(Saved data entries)
= = = =

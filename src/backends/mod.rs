//! Code-host abstraction, the capability set the engine consumes.
//!
//! GitHub is the only implementation. Every handle is bound to a single
//! repository; the engine holds one per tracked repository. Transient
//! failures are retried inside the implementation, never by the engine.

pub mod github;

use async_trait::async_trait;
use chrono::{DateTime, Utc};
use serde::{Deserialize, Serialize};

/// An issue as seen on the host (pull requests excluded).
#[derive(Debug, Clone, Serialize, Deserialize)]
pub struct Issue {
    pub number: u64,
    pub title: String,
    pub body: String,
    pub open: bool,
    pub labels: Vec<String>,
    pub author: String,
    pub created_at: DateTime<Utc>,
    pub updated_at: DateTime<Utc>,
}

impl Issue {
    pub fn has_label(&self, label: &str) -> bool {
        self.labels.iter().any(|l| l == label)
    }
}

#[derive(Debug, Clone, Serialize, Deserialize)]
pub struct PullRequest {
    pub number: u64,
    pub title: String,
    pub body: String,
    pub open: bool,
    pub branch: String,
    pub head_sha: String,
    pub author: String,
    pub created_at: DateTime<Utc>,
    pub updated_at: DateTime<Utc>,
}

/// A comment on an issue or pull request.
#[derive(Debug, Clone, Serialize, Deserialize)]
pub struct Comment {
    pub id: u64,
    /// Issue or PR number the comment belongs to.
    pub number: u64,
    pub body: String,
    pub author: String,
    pub created_at: DateTime<Utc>,
}

#[derive(Debug, Clone, Serialize, Deserialize)]
pub struct CheckRun {
    pub id: u64,
    pub name: String,
    /// `queued`, `in_progress` or `completed`.
    pub status: String,
    pub conclusion: Option<String>,
    pub completed_at: Option<DateTime<Utc>>,
    pub summary: Option<String>,
}

impl CheckRun {
    pub fn is_completed(&self) -> bool {
        self.status == "completed"
    }

    /// Neutral and skipped runs do not fail a build.
    pub fn is_success(&self) -> bool {
        matches!(
            self.conclusion.as_deref(),
            Some("success") | Some("neutral") | Some("skipped")
        )
    }
}

/// Pull-request review verdict.
#[derive(Debug, Clone, Copy, PartialEq, Eq, Serialize, Deserialize)]
pub enum Verdict {
    Approve,
    RequestChanges,
}

impl Verdict {
    /// The review event name the host expects.
    pub fn as_event(&self) -> &'static str {
        match self {
            Self::Approve => "APPROVE",
            Self::RequestChanges => "REQUEST_CHANGES",
        }
    }
}

/// What to open (or update) as a pull request.
#[derive(Debug, Clone, PartialEq, Eq)]
pub struct PrDraft {
    pub branch: String,
    pub title: String,
    pub body: String,
}

/// The code-host capability set.
///
/// The engine calls these methods without knowing which host is active.
#[async_trait]
pub trait CodeHost: Send + Sync {
    /// Human-readable name (e.g. "github")
    fn name(&self) -> &str;

    /// `owner/name` of the bound repository.
    fn repo(&self) -> &str;

    /// Check if connected and authenticated.
    async fn health_check(&self) -> anyhow::Result<()>;

    /// Open issues updated at or after `since`.
    async fn list_issues(&self, since: DateTime<Utc>) -> anyhow::Result<Vec<Issue>>;

    /// All open pull requests.
    async fn list_pull_requests(&self) -> anyhow::Result<Vec<PullRequest>>;

    async fn get_issue(&self, number: u64) -> anyhow::Result<Issue>;

    /// Comments across the repository created at or after `since`, oldest first.
    async fn comments_since(&self, since: DateTime<Utc>) -> anyhow::Result<Vec<Comment>>;

    /// All comments of one issue or PR.
    async fn get_comments(&self, number: u64) -> anyhow::Result<Vec<Comment>>;

    async fn get_labels(&self, number: u64) -> anyhow::Result<Vec<String>>;

    async fn add_label(&self, number: u64, label: &str) -> anyhow::Result<()>;

    /// Remove a label; a label that is already gone is not an error.
    async fn remove_label(&self, number: u64, label: &str) -> anyhow::Result<()>;

    async fn post_comment(&self, number: u64, body: &str) -> anyhow::Result<()>;

    async fn post_review(&self, pr: u64, verdict: Verdict, body: &str) -> anyhow::Result<()>;

    /// Check runs for a commit.
    async fn get_check_runs(&self, sha: &str) -> anyhow::Result<Vec<CheckRun>>;

    /// Open a PR for `draft.branch`, or update the open one for that branch.
    async fn open_or_update_pr(&self, draft: &PrDraft) -> anyhow::Result<PullRequest>;

    /// Unified diff of a pull request.
    async fn pull_request_diff(&self, pr: u64) -> anyhow::Result<String>;

    /// Whether an issue or PR is still open.
    async fn is_open(&self, number: u64) -> anyhow::Result<bool> {
        Ok(self.get_issue(number).await?.open)
    }
}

= = = =

* _Problem statement_:
Would you please copy all lines in the data that contain the word "PullRequest"?

* _Answer space_:
pub struct PullRequest {
    async fn list_pull_requests(&self) -> anyhow::Result<Vec<PullRequest>>;
    async fn open_or_update_pr(&self, draft: &PrDraft) -> anyhow::Result<PullRequest>;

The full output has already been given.